Another difficulty with configuring the articulators or formants for each phoneme arises when we utter very short vowels and the articulators are not able to move quickly enough to form the appropriate vocal-tract shape of the vowel. This can be seen by observing the short vowel /i/ in two different syllables, bil and dic In the syllable dic , the second formant moves only slightly from the surrounding consonants; however, in the syllable bil the second formant has to rise from the /b/ to the /i/ and fall again for the /l/. Since the vowel is short, the second formant is not able to rise fast enough before it begins falling again; so it never reaches the position of the second formant in dic . The spectrogram of the two syllables demonstrates that the vowel in the two syllables is indeed different. In the context of the syllable bil, listeners do not notice that the /i/ falls short of its target; they abstract the phoneme from the context and perceive it as an appropriate /i/. The articulators' motion and their failure to attain the proper vocal-tract shape is called coarticulation. To synthesize speech that sounds human we need to model these effects carefully. If formants move too much or too quickly, the resulting speech sounds will be unnatural and over-articulated. If they move too slowly or do not move far enough, the speaking machine will sound tongue-tied or drunk.
Before creating rules to control a speaking machine, it was necessary to develop methods of reproducing a human speech signal. At the turn of the century, two devices could convert an acoustic speech signal (air vibrations) into an electrical signal by a microphone and change an electrical signal back to an acoustic signal through a loud speaker.
These two devices -- the telephone for speech transmission and the phonograph for speech or sound storage and playback -- could store or transmit the signal but could not manipulate or alter it much.

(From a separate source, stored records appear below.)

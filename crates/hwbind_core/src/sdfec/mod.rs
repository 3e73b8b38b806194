//! Soft-decision forward error correction core: LDPC code provisioning plus
//! register-level access to the core's control words and code memories.
//!
//! ```
//! use hwbind::bind::{Description, Handle, ScriptedSurface};
//! use hwbind::sdfec::{SdFec, TableOffsets};
//!
//! let mut surface = ScriptedSurface::new();
//! surface.define_status("XSdFecCfgInitialize", 0);
//! surface.define_status("XSdFecAddLdpcParams", 0);
//!
//! let description = Description::with_parameters([
//!     ("DRV_STANDARD", "1"),
//!     ("DRV_LDPC_PARAMS", "docsis_short { k 840 n 1120 p 56 sc_table {8 8} }"),
//! ]);
//! let fec = SdFec::new(Box::new(surface), &description, Handle(0xA020_0000))?;
//! assert_eq!(fec.available_ldpc_params(), ["docsis_short"]);
//! fec.add_ldpc_params(0, TableOffsets::default(), "docsis_short")?;
//! # Ok::<(), hwbind::bind::BindError>(())
//! ```

use std::cell::RefCell;

use serde::Serialize;
use tracing::debug;

use crate::bind::{
	Addressed, Addressing, ArrayPool, Arg, BindError, CodeTable, ConfigSource, Convention, Description, DriverInit, Handle, HandleKind, InScope,
	NativeReturn, NativeSurface, NativeValue, Node, Result, ScalarKind, StructValue, TypeDescriptor, Value, extract_code_table,
	extract_config, initialize, pack_struct, populate, property_table, unpack,
};

mod types;

pub use types::*;

static DRIVER: DriverInit = DriverInit {
	prefix: "XSdFec",
	instance_type: "XSdFec",
	config: &XSDFEC_CONFIG,
	base_field: "BaseAddress",
};

/// Scope of the core's register properties.
pub struct CoreScope;

property_table! {
	/// Control and status registers, accessed through the register window.
	pub mod registers: CoreScope {
		/// AXI-Lite write protection.
		CORE_AXI_WR_PROTECT = "CORE_AXI_WR_PROTECT": TypeDescriptor::Scalar(ScalarKind::U32), RW, register;
		/// Code memory write protection.
		CORE_CODE_WR_PROTECT = "CORE_CODE_WR_PROTECT": TypeDescriptor::Scalar(ScalarKind::U32), RW, register;
		/// Non-zero while a block is being processed.
		CORE_ACTIVE = "CORE_ACTIVE": TypeDescriptor::Scalar(ScalarKind::U32), RO, register;
		/// Input data stream width.
		CORE_AXIS_WIDTH_DIN = "CORE_AXIS_WIDTH_DIN": TypeDescriptor::Scalar(ScalarKind::U32), RW, register;
		/// Input data words per beat.
		CORE_AXIS_WIDTH_DIN_WORDS = "CORE_AXIS_WIDTH_DIN_WORDS": TypeDescriptor::Scalar(ScalarKind::U32), RW, register;
		/// Output data stream width.
		CORE_AXIS_WIDTH_DOUT = "CORE_AXIS_WIDTH_DOUT": TypeDescriptor::Scalar(ScalarKind::U32), RW, register;
		/// Output data words per beat.
		CORE_AXIS_WIDTH_DOUT_WORDS = "CORE_AXIS_WIDTH_DOUT_WORDS": TypeDescriptor::Scalar(ScalarKind::U32), RW, register;
		/// Stream widths, all fields.
		CORE_AXIS_WIDTH = "CORE_AXIS_WIDTH": TypeDescriptor::Scalar(ScalarKind::U32), RW, register;
		/// Control stream enable.
		CORE_AXIS_ENABLE_CTRL = "CORE_AXIS_ENABLE_CTRL": TypeDescriptor::Scalar(ScalarKind::U32), RW, register;
		/// Input data stream enable.
		CORE_AXIS_ENABLE_DIN = "CORE_AXIS_ENABLE_DIN": TypeDescriptor::Scalar(ScalarKind::U32), RW, register;
		/// Input data words stream enable.
		CORE_AXIS_ENABLE_DIN_WORDS = "CORE_AXIS_ENABLE_DIN_WORDS": TypeDescriptor::Scalar(ScalarKind::U32), RW, register;
		/// Status stream enable.
		CORE_AXIS_ENABLE_STATUS = "CORE_AXIS_ENABLE_STATUS": TypeDescriptor::Scalar(ScalarKind::U32), RW, register;
		/// Output data stream enable.
		CORE_AXIS_ENABLE_DOUT = "CORE_AXIS_ENABLE_DOUT": TypeDescriptor::Scalar(ScalarKind::U32), RW, register;
		/// Output data words stream enable.
		CORE_AXIS_ENABLE_DOUT_WORDS = "CORE_AXIS_ENABLE_DOUT_WORDS": TypeDescriptor::Scalar(ScalarKind::U32), RW, register;
		/// Stream interface enables, all fields.
		CORE_AXIS_ENABLE = "CORE_AXIS_ENABLE": TypeDescriptor::Scalar(ScalarKind::U32), RW, register;
		/// In-order or out-of-order block output.
		CORE_ORDER = "CORE_ORDER": TypeDescriptor::Scalar(ScalarKind::U32), RW, register;
		/// Interrupt status.
		CORE_ISR = "CORE_ISR": TypeDescriptor::Scalar(ScalarKind::U32), RW, register;
		/// Interrupt enable.
		CORE_IER = "CORE_IER": TypeDescriptor::Scalar(ScalarKind::U32), WO, register;
		/// Interrupt disable.
		CORE_IDR = "CORE_IDR": TypeDescriptor::Scalar(ScalarKind::U32), WO, register;
		/// Interrupt mask.
		CORE_IMR = "CORE_IMR": TypeDescriptor::Scalar(ScalarKind::U32), RO, register;
		/// ECC interrupt status.
		CORE_ECC_ISR = "CORE_ECC_ISR": TypeDescriptor::Scalar(ScalarKind::U32), RW, register;
		/// ECC interrupt enable.
		CORE_ECC_IER = "CORE_ECC_IER": TypeDescriptor::Scalar(ScalarKind::U32), WO, register;
		/// ECC interrupt disable.
		CORE_ECC_IDR = "CORE_ECC_IDR": TypeDescriptor::Scalar(ScalarKind::U32), WO, register;
		/// ECC interrupt mask.
		CORE_ECC_IMR = "CORE_ECC_IMR": TypeDescriptor::Scalar(ScalarKind::U32), RO, register;
		/// Pass data through without decoding.
		CORE_BYPASS = "CORE_BYPASS": TypeDescriptor::Scalar(ScalarKind::U32), RW, register;
		/// Core version.
		CORE_VERSION = "CORE_VERSION": TypeDescriptor::Scalar(ScalarKind::U32), RO, register;
		/// Turbo decode control.
		TURBO = "TURBO": TypeDescriptor::Scalar(ScalarKind::U32), RW, register;
		/// Turbo decode algorithm.
		TURBO_ALG = "TURBO_ALG": TypeDescriptor::Scalar(ScalarKind::U32), RW, register;
		/// Turbo extrinsic scale factor.
		TURBO_SCALE_FACTOR = "TURBO_SCALE_FACTOR": TypeDescriptor::Scalar(ScalarKind::U32), RW, register;
	}
}

property_table! {
	/// LDPC code registers and shared tables, transferred as word blocks.
	pub mod ldpc: CoreScope, words {
		/// Code register 0 of every code slot.
		LDPC_CODE_REG0 = "LDPC_CODE_REG0": 508 bytes of U32, RW;
		/// Codeword length field of code register 0.
		LDPC_CODE_REG0_N = "LDPC_CODE_REG0_N": 508 bytes of U32, RW;
		/// Information length field of code register 0.
		LDPC_CODE_REG0_K = "LDPC_CODE_REG0_K": 508 bytes of U32, RW;
		/// Code register 1 of every code slot.
		LDPC_CODE_REG1 = "LDPC_CODE_REG1": 508 bytes of U32, RW;
		/// Sub-matrix size field of code register 1.
		LDPC_CODE_REG1_PSIZE = "LDPC_CODE_REG1_PSIZE": 508 bytes of U32, RW;
		/// Packing disable field of code register 1.
		LDPC_CODE_REG1_NO_PACKING = "LDPC_CODE_REG1_NO_PACKING": 508 bytes of U32, RW;
		/// Sub-matrix count field of code register 1.
		LDPC_CODE_REG1_NM = "LDPC_CODE_REG1_NM": 508 bytes of U32, RW;
		/// Code register 2 of every code slot.
		LDPC_CODE_REG2 = "LDPC_CODE_REG2": 508 bytes of U32, RW;
		/// Layer count field of code register 2.
		LDPC_CODE_REG2_NLAYERS = "LDPC_CODE_REG2_NLAYERS": 508 bytes of U32, RW;
		/// QC table entries per layer field of code register 2.
		LDPC_CODE_REG2_NMQC = "LDPC_CODE_REG2_NMQC": 508 bytes of U32, RW;
		/// Normalization type field of code register 2.
		LDPC_CODE_REG2_NORM_TYPE = "LDPC_CODE_REG2_NORM_TYPE": 508 bytes of U32, RW;
		/// Special QC field of code register 2.
		LDPC_CODE_REG2_SPECIAL_QC = "LDPC_CODE_REG2_SPECIAL_QC": 508 bytes of U32, RW;
		/// Final parity check disable field of code register 2.
		LDPC_CODE_REG2_NO_FINAL_PARITY_CHECK = "LDPC_CODE_REG2_NO_FINAL_PARITY_CHECK": 508 bytes of U32, RW;
		/// Maximum schedule field of code register 2.
		LDPC_CODE_REG2_MAX_SCHEDULE = "LDPC_CODE_REG2_MAX_SCHEDULE": 508 bytes of U32, RW;
		/// Code register 3 of every code slot.
		LDPC_CODE_REG3 = "LDPC_CODE_REG3": 508 bytes of U32, RW;
		/// Scale table offset field of code register 3.
		LDPC_CODE_REG3_SC_OFF = "LDPC_CODE_REG3_SC_OFF": 508 bytes of U32, RW;
		/// Layer table offset field of code register 3.
		LDPC_CODE_REG3_LA_OFF = "LDPC_CODE_REG3_LA_OFF": 508 bytes of U32, RW;
		/// QC table offset field of code register 3.
		LDPC_CODE_REG3_QC_OFF = "LDPC_CODE_REG3_QC_OFF": 508 bytes of U32, RW;
		/// Scale table.
		LDPC_SC_TABLE = "LDPC_SC_TABLE": 256 bytes of U32, RW;
		/// Layer table.
		LDPC_LA_TABLE = "LDPC_LA_TABLE": 1024 bytes of U32, RW;
		/// Quasi-cyclic table.
		LDPC_QC_TABLE = "LDPC_QC_TABLE": 8192 bytes of U32, RW;
	}
}

/// Word offsets into the shared SC, LA, and QC tables at which a code is stored.
#[derive(Debug, Clone, Copy, Default, PartialEq, Eq)]
pub struct TableOffsets {
	/// Scale table offset.
	pub sc: u32,
	/// Layer table offset.
	pub la: u32,
	/// Quasi-cyclic table offset.
	pub qc: u32,
}

/// Shared table space one code occupies.
#[derive(Debug, Clone, Copy, Default, PartialEq, Eq, Serialize)]
pub struct TableSizes {
	/// Scale table words.
	pub sc_size: u32,
	/// Layer table words.
	pub la_size: u32,
	/// Quasi-cyclic table words.
	pub qc_size: u32,
}

/// Turbo decoder settings.
#[derive(Debug, Clone, Copy, Default, PartialEq, Eq)]
pub struct TurboParams {
	/// Decode algorithm (0 = max-log-MAP, 1 = max-star).
	pub alg: u32,
	/// Extrinsic scale factor.
	pub scale: u32,
}

/// SD-FEC IP instance.
#[derive(Debug)]
pub struct SdFec {
	node: Node,
	config: StructValue,
	config_source: ConfigSource,
	codes: CodeTable,
	pool: RefCell<ArrayPool>,
}

impl SdFec {
	/// Initialize the driver for the IP described by `description`, mapped at `base_address`.
	///
	/// The code table is parsed here, so a malformed `DRV_LDPC_PARAMS` fails construction.
	pub fn new(surface: Box<dyn NativeSurface>, description: &Description, base_address: Handle) -> Result<Self> {
		let (populated, codes) = match &description.parameters {
			Some(params) => {
				let parsed = extract_config(params, CONFIG_FIELDS, 0)?;
				let config = populate(XSDFEC_CONFIG.name, CONFIG_FIELDS, &parsed, None);
				(Some(config), extract_code_table(params, LDPC_PARAMS_KEY)?)
			}
			None => (None, CodeTable::default()),
		};
		let init = initialize(surface, &DRIVER, populated, base_address)?;

		Ok(Self {
			node: Node::root(init.core),
			config: init.config,
			config_source: init.source,
			codes,
			pool: RefCell::new(ArrayPool::new()),
		})
	}

	/// Configuration passed to `CfgInitialize`.
	pub fn config(&self) -> &StructValue {
		&self.config
	}

	/// Where the configuration came from.
	pub fn config_source(&self) -> ConfigSource {
		self.config_source
	}

	/// Parsed LDPC code table.
	pub fn code_table(&self) -> &CodeTable {
		&self.codes
	}

	/// Names of the LDPC codes the description provides, in descriptor order.
	pub fn available_ldpc_params(&self) -> Vec<&str> {
		self.codes.names().collect()
	}

	/// Load the named code into the core as `code_id`, with its tables at `offsets`.
	pub fn add_ldpc_params(&self, code_id: u32, offsets: TableOffsets, name: &str) -> Result<()> {
		debug!(code = name, code_id, "adding ldpc code");
		self.with_packed_code(name, |params| {
			self.node.call(
				"AddLdpcParams",
				[
					Arg::Int(i64::from(code_id)),
					Arg::Int(i64::from(offsets.sc)),
					Arg::Int(i64::from(offsets.la)),
					Arg::Int(i64::from(offsets.qc)),
					Arg::In(params),
				],
			)
		})
	}

	/// Shared table space the named code needs; useful for laying out offsets.
	pub fn share_table_size(&self, name: &str) -> Result<TableSizes> {
		self.with_packed_code(name, |params| {
			let mut sc = NativeValue::zeroed(TypeDescriptor::Scalar(ScalarKind::U32));
			let mut la = NativeValue::zeroed(TypeDescriptor::Scalar(ScalarKind::U32));
			let mut qc = NativeValue::zeroed(TypeDescriptor::Scalar(ScalarKind::U32));
			self.node.route(
				"ShareTableSize",
				HandleKind::None,
				Addressing::Explicit,
				[Arg::In(params), Arg::Out(&mut sc), Arg::Out(&mut la), Arg::Out(&mut qc)],
				Convention::Status,
			)?;
			Ok(TableSizes {
				sc_size: word(&sc)?,
				la_size: word(&la)?,
				qc_size: word(&qc)?,
			})
		})
	}

	/// Classify the pending interrupt.
	pub fn interrupt_classifier(&self) -> Result<StructValue> {
		let ret = self.node.route(
			"InterruptClassifier",
			HandleKind::Instance,
			Addressing::Explicit,
			[],
			Convention::Value,
		)?;
		let NativeReturn::Value(native) = ret else {
			return Err(BindError::UnexpectedReturn {
				name: self.node.core().symbol("InterruptClassifier"),
				expected: "value",
				got: ret.kind(),
			});
		};
		match unpack(TypeDescriptor::Struct(&XSDFEC_INTERRUPT_CLASS), &native)? {
			Value::Struct(class) => Ok(class),
			other => Err(BindError::TypeMismatch {
				expected: "struct",
				got: other.kind(),
			}),
		}
	}

	/// Configure the turbo decoder.
	pub fn set_turbo_params(&self, params: TurboParams) -> Result<()> {
		let value = StructValue::new(XSDFEC_TURBO_PARAMETERS.name)
			.with("Alg", params.alg)
			.with("Scale", params.scale);
		let native = pack_struct(&XSDFEC_TURBO_PARAMETERS, &value)?;
		self.node.call("SetTurboParams", [Arg::In(&native)])
	}

	/// `XSdFecLdpcParameters` value for the named code, before its tables are allocated.
	pub fn ldpc_params(&self, name: &str) -> Result<StructValue> {
		let code = self.codes.get(name).ok_or_else(|| BindError::UnknownCodeName { name: name.to_owned() })?;
		let mut value = StructValue::new(XSDFEC_LDPC_PARAMETERS.name);
		for (key, field) in LDPC_KEYS {
			if let Some(param) = code.get(*key) {
				value.insert(field, Value::from(param));
			}
		}
		Ok(value)
	}

	fn with_packed_code<T>(&self, name: &str, call: impl FnOnce(&NativeValue) -> Result<T>) -> Result<T> {
		let value = self.ldpc_params(name)?;
		let packed = self.pool.borrow_mut().pack(&XSDFEC_LDPC_PARAMETERS, &value)?;
		let result = call(packed.native());
		self.pool.borrow_mut().release(packed.key());
		result
	}
}

fn word(native: &NativeValue) -> Result<u32> {
	let value = native.decode()?;
	value.as_u64().and_then(|raw| u32::try_from(raw).ok()).ok_or(BindError::TypeMismatch {
		expected: "u32",
		got: value.kind(),
	})
}

impl Addressed for SdFec {
	fn node(&self) -> &Node {
		&self.node
	}
}

impl InScope<CoreScope> for SdFec {}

Operators could distort the signal or equalize it by boosting or reducing the bass or treble but could not convert the sound of one phoneme into another or change the pitch without changing the speed of the speech and its spectrum. To attain this flexibility, it was necessary to have independent control over the excitation of the signal, the pitch, the loudness, and the spectrum.
In 1951, an attempt to recreate human speech with an electrical device that controlled a variable spectrum used a black-and-white version of the sound spectrogram. As the spectrogram is a visual recording of a sound signal, F.S. Cooper, A.M. Liberman, and J.M. Borst used light to generate the speech. Their machine consisted of a light source and a rotating wheel of fifty concentric circles of variable densities -- to generate the different harmonics of the source signal. The light beams representing the different harmonics were aimed at the appropriate regions of a sound spectrogram. The intensity differences of the lines in the sound spectrogram varied the amount of light transmitted as the spectrogram moved through the beams. The light was converted to an electric current, then converted again, to an acoustic signal, by a speaker. In this way, the machine was able to speak the information encoded in the sound spectrogram. The device proved that speech could be generated electrically by a machine using time-varying parameters to control a spectral filter.
However, the ultimate aim of the project to build a speaking machine was to generate speech by defining a set of rules, not just to reproduce previously spoken words.
A major obstacle to using a spectrogram reading machine as a component of such a machine is its need for fifty different control parameters to reproduce speech. Generating speech by creating rules to control fifty different parameters is too complex. We needed a simpler model for controlling the time-varying spectrum component of a synthesizer.
J. Holmes experimented with recreating speech by controlling the frequencies of the resonances. First, he carefully analyzed short speech segments and manually determined the formant values for each such short segment. He then applied the data gathered from his analysis to the speech signal. Holmes's experiment demonstrated that if we could predict how formants change over time into a desired phoneme sequence, we could program a machine to speak. Since then, several researchers have introduced techniques for automatically analyzing the parameters that control the time-varying spectral filter.
These techniques are extremely useful for encoding speech at a reduced storage and transmission rate and have provided a basis for studying methods of creating rules for generating speech by machine. Once this theoretical groundwork was established, we could begin to conceive of ways to generate speech by machines. Early work had consisted of creating specialized circuitry to control synthesizers.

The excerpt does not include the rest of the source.